### Task statement
Report every line of the entries that contains the word "directly".

Items from a dataset:
- Opening Delimiter -
//! SQLite persistence layer for grievance intake.
//!
//! This crate provides async database operations for departments, complaints,
//! and persisted chat sessions using SQLx with SQLite.
//!
//! # Example
//!
//! ```no_run
//! use database::{complaint, Database, NewComplaint};
//!
//! #[tokio::main]
//! async fn main() -> Result<(), Box<dyn std::error::Error>> {
//!     // Connect and run migrations
//!     let db = Database::connect("sqlite:grievance.db?mode=rwc").await?;
//!     db.migrate().await?;
//!
//!     // File a complaint against a seeded department
//!     let new = NewComplaint {
//!         title: "Streetlight out".to_string(),
//!         description: "Streetlight out on 4th Cross for a week".to_string(),
//!         transcript: None,
//!         language: Some("en".to_string()),
//!         translated_text: None,
//!         category: Some("Street Lighting".to_string()),
//!         subcategory: None,
//!         department_code: "BESCOM".to_string(),
//!         source: "web".to_string(),
//!         metadata: serde_json::json!({}),
//!     };
//!     let created = complaint::create_complaint(db.pool(), &new).await?;
//!     println!("{}", created.reference_number);
//!
//!     Ok(())
//! }
//! ```

pub mod complaint;
pub mod department;
pub mod error;
pub mod models;
pub mod session;

pub use error::{DatabaseError, Result};
pub use models::{
    Complaint, ComplaintStats, ComplaintStatus, Department, NewComplaint, NewDepartment,
    SessionRecord,
};

use sqlx::sqlite::{SqliteConnectOptions, SqlitePoolOptions};
use sqlx::SqlitePool;
use std::str::FromStr;

/// Database connection wrapper.
#[derive(Debug, Clone)]
pub struct Database {
    pool: SqlitePool,
}

impl Database {
    /// Default pool size for database connections.
    /// Set high enough to handle concurrent chat turns.
    const DEFAULT_POOL_SIZE: u32 = 20;

    /// Connect to a SQLite database.
    ///
    /// The URL should be in the format `sqlite:path/to/db.sqlite?mode=rwc`.
    /// Use `?mode=rwc` to create the database file if it doesn't exist.
    ///
    /// # Example
    ///
    /// ```no_run
    /// # async fn example() -> database::Result<()> {
    /// // File database
    /// let db = database::Database::connect("sqlite:data/grievance.db?mode=rwc").await?;
    ///
    /// // In-memory database (for testing)
    /// let db = database::Database::connect("sqlite::memory:").await?;
    /// # Ok(())
    /// # }
    /// ```
    pub async fn connect(url: &str) -> Result<Self> {
        Self::connect_with_pool_size(url, Self::DEFAULT_POOL_SIZE).await
    }

    /// Connect to a SQLite database with a custom pool size.
    pub async fn connect_with_pool_size(url: &str, pool_size: u32) -> Result<Self> {
        let options = SqliteConnectOptions::from_str(url)?
            .create_if_missing(true)
            .foreign_keys(true);

        let pool = SqlitePoolOptions::new()
            .max_connections(pool_size)
            .acquire_timeout(std::time::Duration::from_secs(30))
            .connect_with(options)
            .await?;

        tracing::info!(
            "Connected to database: {} (pool size: {})",
            url,
            pool_size
        );

        Ok(Self { pool })
    }

    /// Run database migrations.
    ///
    /// This should be called once after connecting to ensure the schema is up to date.
    pub async fn migrate(&self) -> Result<()> {
        tracing::info!("Running database migrations...");

        sqlx::migrate!("./migrations").run(&self.pool).await?;

        tracing::info!("Migrations complete");
        Ok(())
    }

    /// Get a reference to the connection pool.
    pub fn pool(&self) -> &SqlitePool {
        &self.pool
    }

    /// Close the database connection pool.
    pub async fn close(&self) {
        self.pool.close().await;
    }
}
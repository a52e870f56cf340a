//! Bounded retry with per-attempt timeout and exponential backoff.

use std::future::Future;
use std::time::Duration;

use tracing::{info, warn};

use crate::error::ServiceError;

/// How a call is retried.
#[derive(Debug, Clone, PartialEq)]
pub struct RetryPolicy {
    /// Total number of attempts (at least one is always made).
    pub max_attempts: u32,
    /// Time budget for each individual attempt.
    pub per_attempt_timeout: Duration,
    /// Delay before the second attempt.
    pub initial_backoff: Duration,
    /// Factor applied to the delay after every failed attempt.
    pub backoff_multiplier: f64,
}

impl Default for RetryPolicy {
    fn default() -> Self {
        Self {
            max_attempts: 3,
            per_attempt_timeout: Duration::from_secs(20),
            initial_backoff: Duration::from_secs(1),
            backoff_multiplier: 2.0,
        }
    }
}

impl RetryPolicy {
    pub fn new(max_attempts: u32, per_attempt_timeout: Duration, initial_backoff: Duration) -> Self {
        Self {
            max_attempts,
            per_attempt_timeout,
            initial_backoff,
            ..Self::default()
        }
    }

    /// A policy that makes exactly one attempt.
    pub fn no_retry(per_attempt_timeout: Duration) -> Self {
        Self::new(1, per_attempt_timeout, Duration::ZERO)
    }

    /// Delay to wait after the given (1-based) failed attempt.
    pub fn delay_after_attempt(&self, attempt: u32) -> Duration {
        let exponent = attempt.saturating_sub(1) as i32;
        let delay_ms =
            self.initial_backoff.as_millis() as f64 * self.backoff_multiplier.powi(exponent);
        Duration::from_millis(delay_ms as u64)
    }
}

/// Run `call` until it succeeds or the policy's attempts are exhausted.
///
/// Each attempt is bounded by `per_attempt_timeout`; a timed-out attempt
/// counts as a failure with [`ServiceError::Timeout`]. Errors that are not
/// [`ServiceError::is_transient`] are returned immediately. When every
/// attempt fails, the last error is returned.
pub async fn with_retry<T, F, Fut>(
    policy: &RetryPolicy,
    label: &str,
    mut call: F,
) -> Result<T, ServiceError>
where
    F: FnMut() -> Fut,
    Fut: Future<Output = Result<T, ServiceError>>,
{
    let max_attempts = policy.max_attempts.max(1);
    let mut last_error = None;

    for attempt in 1..=max_attempts {
        info!(call = label, attempt, max_attempts, "Attempting call");

        let outcome = match tokio::time::timeout(policy.per_attempt_timeout, call()).await {
            Ok(result) => result,
            Err(_) => Err(ServiceError::Timeout),
        };

        match outcome {
            Ok(value) => return Ok(value),
            Err(err) if !err.is_transient() => {
                warn!(call = label, attempt, error = %err, "Call failed permanently");
                return Err(err);
            }
            Err(err) => {
                warn!(call = label, attempt, error = %err, "Call failed");
                last_error = Some(err);
            }
        }

        if attempt < max_attempts {
            let delay = policy.delay_after_attempt(attempt);
            info!(call = label, ?delay, next_attempt = attempt + 1, "Retrying after backoff");
            tokio::time::sleep(delay).await;
        }
    }

    let err = last_error
        .unwrap_or_else(|| ServiceError::ProcessingFailed(format!("{} made no attempts", label)));
    warn!(call = label, attempts = max_attempts, error = %err, "All attempts failed");
    Err(err)
}
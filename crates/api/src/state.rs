//! Application state shared across handlers.

use std::sync::Arc;

use database::Database;
use intake::ChatOrchestrator;

/// Shared application state.
#[derive(Clone)]
pub struct AppState {
    /// Database connection.
    pub db: Database,
    /// Chat intake orchestrator.
    pub chat: Arc<ChatOrchestrator>,
}

impl AppState {
    /// Create new application state.
    pub fn new(db: Database, chat: ChatOrchestrator) -> Self {
        Self {
            db,
            chat: Arc::new(chat),
        }
    }
}
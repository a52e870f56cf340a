//! Category to department-code mapping.

use std::collections::HashSet;

use intake_core::{Category, Department};
use tracing::debug;

/// Code used when nothing better is known.
pub const DEFAULT_DEPARTMENT_CODE: &str = "PW";

/// Static routing table.
pub fn static_department_code(category: Category) -> &'static str {
    match category {
        Category::Sanitation => "BBMP",
        Category::StreetLighting => "BESCOM",
        Category::WaterSupply => "PW",
        Category::Roads => "PW-SUB",
        Category::PublicSafety => "PD",
        Category::Other => DEFAULT_DEPARTMENT_CODE,
    }
}

fn tokens(text: &str) -> HashSet<String> {
    text.split(|c: char| !c.is_alphanumeric())
        .filter(|t| !t.is_empty())
        .map(str::to_lowercase)
        .collect()
}

/// Map a category label to a department code. Never fails.
///
/// With no department list the static table answers directly. With a list,
/// the table's code is used only if that department exists; otherwise the
/// label is matched against department names by substring, then by shared
/// tokens, then the first department is taken.
pub fn map_department(category: &str, departments: Option<&[Department]>) -> String {
    let target = Category::from_label(category).map(static_department_code);

    let departments = match departments {
        Some(list) if !list.is_empty() => list,
        _ => return target.unwrap_or(DEFAULT_DEPARTMENT_CODE).to_string(),
    };

    if let Some(code) = target {
        if departments.iter().any(|d| d.code == code) {
            return code.to_string();
        }
    }

    let needle = category.trim().to_lowercase();
    if !needle.is_empty() {
        if let Some(department) = departments
            .iter()
            .find(|d| d.name.to_lowercase().contains(&needle))
        {
            debug!(category, code = %department.code, "Mapped department by name");
            return department.code.clone();
        }
    }

    let wanted = tokens(category);
    let mut best: Option<(&Department, usize)> = None;
    for department in departments {
        let mut candidate = tokens(&department.name);
        candidate.extend(tokens(&department.code));
        let score = wanted.intersection(&candidate).count();
        if score > 0 && best.map_or(true, |(_, top)| score > top) {
            best = Some((department, score));
        }
    }

    if let Some((department, score)) = best {
        debug!(category, code = %department.code, score, "Mapped department by token overlap");
        return department.code.clone();
    }

    departments[0].code.clone()
}
//! Fixed chatbot replies.

use crate::session::{AwaitingField, ConversationSession};

pub const GREETING: &str = "Hello! 👋 I'm the GRS Assistant. I can help you with:\n• Filing complaints\n• Checking complaint status\n• Providing information\n• Taking suggestions\n\nHow can I assist you today?";

pub const THANKS: &str =
    "You're very welcome! 😊 Is there anything else I can help you with?";

pub const INCOMPLETE: &str = "I didn't quite understand that. Could you please provide more details? For example:\n• 'There is garbage on my street'\n• 'Water supply is not working'\n• 'Street lights are broken'\n\nOr if you have a question, feel free to ask!";

pub const QUERY: &str = "I can help you with information about the grievance system. You can:\n• File a complaint by describing your issue\n• Check complaint status (provide reference number)\n• Get department information\n\nWhat information do you need?";

pub const STATUS_QUERY: &str = "To check your complaint status, please provide your reference number (e.g., COMP-123456). You can also file a new complaint by describing your issue.";

pub const SUGGESTION: &str = "Thank you for your suggestion! I appreciate your feedback. While I currently help with filing complaints, I'll note your suggestion for the system administrators.\n\nWould you like to file a complaint or need any other assistance?";

pub const REQUEST: &str = "I can help you file a complaint about the service or issue you're requesting. Please describe what you need, and I'll assist you in filing it with the appropriate department.\n\nFor applications and forms, you may need to visit the department directly or their website.";

pub const INVALID_PHONE: &str =
    "⚠️ Invalid phone number. Please provide a valid 10-digit phone number (e.g., 9876543210).";

pub const INVALID_LOCATION: &str = "⚠️ Please provide a more specific location (e.g., 'Main Street, Area Name' or 'Near XYZ School').";

pub const CREATION_FAILED: &str =
    "There was an error processing your complaint. Please try again later or contact support.";

pub const STATUS_UNAVAILABLE: &str =
    "I couldn't check the complaint status right now. Please try again in a little while.";

const NOT_AVAILABLE: &str = "N/A";

/// The question asking for a field.
pub fn question(field: AwaitingField) -> &'static str {
    match field {
        AwaitingField::Phone => "Please provide your phone number (10 digits):",
        AwaitingField::Location => "Please share the location of the issue (street/area):",
        AwaitingField::DepartmentCode => {
            "Which department should handle this? 1. Sanitation 2. Water Supply 3. Street Lighting"
        }
        AwaitingField::Confirmation => "Is this correct? (Yes/No, or add more details)",
    }
}

fn category_label(session: &ConversationSession) -> &'static str {
    session.category.unwrap_or_default().as_str()
}

/// Summary shown before the citizen confirms.
pub fn confirmation_summary(session: &ConversationSession) -> String {
    format!(
        "Please review your complaint:\nDescription: {}\nCategory: {}\nLocation: {}\nPhone: {}\n\nIs this correct? (Yes/No, or add more details)",
        session.description.as_deref().unwrap_or_default(),
        category_label(session),
        session.location.as_deref().unwrap_or(NOT_AVAILABLE),
        session.phone.as_deref().unwrap_or(NOT_AVAILABLE),
    )
}

/// Summary shown after a correction changed the category.
pub fn updated_summary(session: &ConversationSession) -> String {
    format!(
        "Updated complaint based on new details:\n📝 Description: {}\n🏷️ Category: {} (updated)\n📍 Location: {}\n📞 Phone: {}\n\nDoes this look correct now? (Yes/No, or add more details)",
        session.description.as_deref().unwrap_or_default(),
        category_label(session),
        session.location.as_deref().unwrap_or(NOT_AVAILABLE),
        session.phone.as_deref().unwrap_or(NOT_AVAILABLE),
    )
}

/// Reply after a complaint was filed.
pub fn filed(session: &ConversationSession, reference_number: &str) -> String {
    format!(
        "✅ Your complaint has been filed successfully!\n\n📋 Reference No: {}\n📁 Department: {}\n📍 Location: {}\n\nYou can track your complaint status using the reference number. Is there anything else I can help you with?",
        reference_number,
        category_label(session),
        session.location.as_deref().unwrap_or(NOT_AVAILABLE),
    )
}

/// Reply to a status lookup.
pub fn complaint_status(reference_number: &str, status: &str) -> String {
    format!(
        "📋 Complaint {} is currently: {}.\n\nIs there anything else I can help you with?",
        reference_number,
        status.replace('_', " ")
    )
}

/// Reply when a looked-up reference does not exist.
pub fn complaint_not_found(reference_number: &str) -> String {
    format!(
        "I couldn't find a complaint with reference number {}. Please check the number and try again.",
        reference_number
    )
}

#[cfg(test)]
mod tests {
    use super::*;
    use intake_core::Category;

    #[test]
    fn test_confirmation_summary() {
        let session = ConversationSession {
            description: Some("Garbage pile".to_string()),
            category: Some(Category::Sanitation),
            phone: Some("9876543210".to_string()),
            ..ConversationSession::new("s1")
        };
        let summary = confirmation_summary(&session);
        assert!(summary.starts_with("Please review your complaint:\nDescription: Garbage pile\n"));
        assert!(summary.contains("Category: Sanitation\nLocation: N/A\nPhone: 9876543210"));
    }

    #[test]
    fn test_status_reply() {
        assert_eq!(
            complaint_status("COMP-123456", "in_progress"),
            "📋 Complaint COMP-123456 is currently: in progress.\n\nIs there anything else I can help you with?"
        );
    }
}
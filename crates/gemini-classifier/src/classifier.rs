//! Gemini-backed [`Classifier`].

use intake_core::{
    async_trait, extract_json, hash_prompt, ClassificationResult, Classifier, ServiceError,
};
use tracing::{debug, info, warn};

use crate::client::GeminiClient;
use crate::config::GeminiConfig;
use crate::prompt::{render_prompt, DEFAULT_CLASSIFIER_PROMPT};

/// Classifies complaint text with a Gemini model.
///
/// The model is asked for a JSON object; the response is extracted and
/// validated into a [`ClassificationResult`]. Any failure is returned as an
/// error so the caller can fall back.
pub struct GeminiClassifier {
    client: GeminiClient,
    template: String,
    prompt_hash: String,
}

impl GeminiClassifier {
    /// Create a classifier from configuration.
    pub fn new(config: GeminiConfig) -> Result<Self, ServiceError> {
        let template = config
            .prompt_template
            .clone()
            .unwrap_or_else(|| DEFAULT_CLASSIFIER_PROMPT.to_string());
        let client = GeminiClient::new(config)?;
        Ok(Self::with_client(client, template))
    }

    /// Create a classifier sharing an existing client.
    pub fn with_client(client: GeminiClient, template: impl Into<String>) -> Self {
        let template = template.into();
        let prompt_hash = hash_prompt(&template);
        info!("Classifier prompt fingerprint: {}", prompt_hash);
        Self {
            client,
            template,
            prompt_hash,
        }
    }

    /// Create a classifier from environment variables.
    pub fn from_env() -> Result<Self, ServiceError> {
        Self::new(GeminiConfig::from_env()?)
    }

    /// Get the prompt template fingerprint.
    pub fn prompt_hash(&self) -> &str {
        &self.prompt_hash
    }

    /// Parse a raw model response into a classification.
    pub fn parse_response(raw: &str) -> Result<ClassificationResult, ServiceError> {
        let value = extract_json(raw)?;
        ClassificationResult::from_model_output(&value)
    }
}

#[async_trait]
impl Classifier for GeminiClassifier {
    async fn classify(&self, text: &str) -> Result<ClassificationResult, ServiceError> {
        let prompt = render_prompt(&self.template, text);
        let raw = self.client.generate(&prompt, true).await?;

        match Self::parse_response(&raw) {
            Ok(result) => {
                debug!(
                    category = %result.category,
                    intent = %result.intent,
                    "Classified complaint text"
                );
                Ok(result)
            }
            Err(err) => {
                warn!(error = %err, raw_response = %raw, "CLASSIFIER_PARSE_FAILED");
                Err(err)
            }
        }
    }

    fn name(&self) -> &str {
        "GeminiClassifier"
    }
}
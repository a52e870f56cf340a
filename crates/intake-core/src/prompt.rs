//! Prompt helpers for hashing and tracking prompt versions.

use sha2::{Digest, Sha256};

/// Compute a stable SHA-256 fingerprint for a prompt template.
pub fn hash_prompt(prompt: &str) -> String {
    Sha256::digest(prompt.as_bytes())
        .iter()
        .map(|byte| format!("{:02x}", byte))
        .collect()
}
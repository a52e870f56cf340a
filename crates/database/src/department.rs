//! Department operations.

use sqlx::SqlitePool;

use crate::error::{DatabaseError, Result};
use crate::models::{Department, NewDepartment};

/// Create a new department.
pub async fn create_department(pool: &SqlitePool, department: &NewDepartment) -> Result<Department> {
    if let Some(parent) = department.parent_code.as_deref() {
        get_department(pool, parent).await?;
    }

    sqlx::query(
        r#"
        INSERT INTO departments (code, name, parent_code)
        VALUES (?, ?, ?)
        "#,
    )
    .bind(&department.code)
    .bind(&department.name)
    .bind(&department.parent_code)
    .execute(pool)
    .await
    .map_err(|e| {
        if let sqlx::Error::Database(ref db_err) = e {
            if db_err.is_unique_violation() {
                return DatabaseError::AlreadyExists {
                    entity: "Department",
                    id: department.code.clone(),
                };
            }
        }
        DatabaseError::Sqlx(e)
    })?;

    get_department(pool, &department.code).await
}

/// Get a department by code.
pub async fn get_department(pool: &SqlitePool, code: &str) -> Result<Department> {
    sqlx::query_as::<_, Department>(
        r#"
        SELECT code, name, parent_code, created_at
        FROM departments
        WHERE code = ?
        "#,
    )
    .bind(code)
    .fetch_optional(pool)
    .await?
    .ok_or_else(|| DatabaseError::NotFound {
        entity: "Department",
        id: code.to_string(),
    })
}

/// List all departments.
pub async fn list_departments(pool: &SqlitePool) -> Result<Vec<Department>> {
    let departments = sqlx::query_as::<_, Department>(
        r#"
        SELECT code, name, parent_code, created_at
        FROM departments
        ORDER BY code
        "#,
    )
    .fetch_all(pool)
    .await?;

    Ok(departments)
}
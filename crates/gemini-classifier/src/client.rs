//! HTTP client for the Gemini `generateContent` endpoint.

use intake_core::{with_retry, ServiceError};
use reqwest::{Client, StatusCode};
use tracing::{debug, info, trace, warn};

use crate::api_types::{ApiError, GenerateContentRequest, GenerateContentResponse, GenerationConfig};
use crate::config::GeminiConfig;

/// Gemini API client with model fallback and retries.
#[derive(Debug, Clone)]
pub struct GeminiClient {
    client: Client,
    config: GeminiConfig,
}

impl GeminiClient {
    /// Create a new client. Fails if no API key is configured.
    pub fn new(config: GeminiConfig) -> Result<Self, ServiceError> {
        if config.api_key.trim().is_empty() {
            return Err(ServiceError::Configuration("GEMINI_API_KEY not set".to_string()));
        }

        let client = Client::builder()
            .build()
            .map_err(|e| ServiceError::Configuration(format!("Failed to create HTTP client: {}", e)))?;

        info!(
            "GeminiClient initialized with models: {}",
            config.models().join(", ")
        );

        Ok(Self { client, config })
    }

    /// Get the configuration.
    pub fn config(&self) -> &GeminiConfig {
        &self.config
    }

    /// Generate text for a prompt.
    ///
    /// Tries each configured model in turn, each with the retry policy.
    /// Returns the last error if every model fails.
    pub async fn generate(&self, prompt: &str, json_output: bool) -> Result<String, ServiceError> {
        let mut last_error = None;

        for model in self.config.models() {
            let result = with_retry(&self.config.retry, model, || {
                self.generate_once(model, prompt, json_output)
            })
            .await;

            match result {
                Ok(text) => {
                    debug!(model, chars = text.len(), "Gemini call succeeded");
                    return Ok(text);
                }
                Err(err @ ServiceError::Configuration(_)) => return Err(err),
                Err(err) => {
                    warn!(model, error = %err, "Gemini model failed, trying next model");
                    last_error = Some(err);
                }
            }
        }

        Err(last_error
            .unwrap_or_else(|| ServiceError::Configuration("no Gemini models configured".to_string())))
    }

    /// Single request against one model.
    async fn generate_once(
        &self,
        model: &str,
        prompt: &str,
        json_output: bool,
    ) -> Result<String, ServiceError> {
        let url = format!(
            "{}/v1beta/models/{}:generateContent",
            self.config.api_url.trim_end_matches('/'),
            model
        );

        let request = GenerateContentRequest::user_text(
            prompt,
            GenerationConfig {
                temperature: self.config.temperature,
                max_output_tokens: self.config.max_output_tokens,
                response_mime_type: json_output.then(|| "application/json".to_string()),
            },
        );

        debug!(url = %url, model, "Sending request to Gemini API");

        let response = self
            .client
            .post(&url)
            .header("x-goog-api-key", &self.config.api_key)
            .json(&request)
            .send()
            .await
            .map_err(|e| ServiceError::Network(format!("Failed to send request: {}", e)))?;

        let status = response.status();

        if !status.is_success() {
            let error_text = response.text().await.unwrap_or_default();
            let message = serde_json::from_str::<ApiError>(&error_text)
                .map(|e| e.error.message)
                .unwrap_or(error_text);
            return Err(map_status_error(status, model, message));
        }

        let body: GenerateContentResponse = response
            .json()
            .await
            .map_err(|e| ServiceError::InvalidResponse(format!("Failed to parse response: {}", e)))?;

        let text = body.first_text().ok_or_else(|| {
            let reason = body
                .candidates
                .first()
                .and_then(|c| c.finish_reason.clone())
                .unwrap_or_else(|| "no candidates".to_string());
            ServiceError::InvalidResponse(format!("empty response ({})", reason))
        })?;

        trace!(model, raw_response = %text, "GEMINI_RAW_RESPONSE");

        Ok(text)
    }
}

fn map_status_error(status: StatusCode, model: &str, message: String) -> ServiceError {
    match status {
        StatusCode::UNAUTHORIZED | StatusCode::FORBIDDEN => {
            ServiceError::Configuration(format!("API rejected credentials ({}): {}", status.as_u16(), message))
        }
        StatusCode::NOT_FOUND => ServiceError::NotFound {
            entity: "model",
            id: model.to_string(),
        },
        _ if status == StatusCode::TOO_MANY_REQUESTS || status.is_server_error() => {
            ServiceError::Unavailable(format!("API error ({}): {}", status.as_u16(), message))
        }
        _ => ServiceError::ProcessingFailed(format!("API error ({}): {}", status.as_u16(), message)),
    }
}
- Closing Delimiter -
### Solution
/// With no department list the static table answers directly. With a list,
pub const REQUEST: &str = "I can help you file a complaint about the service or issue you're requesting. Please describe what you need, and I'll assist you in filing it with the appropriate department.\n\nFor applications and forms, you may need to visit the department directly or their website.";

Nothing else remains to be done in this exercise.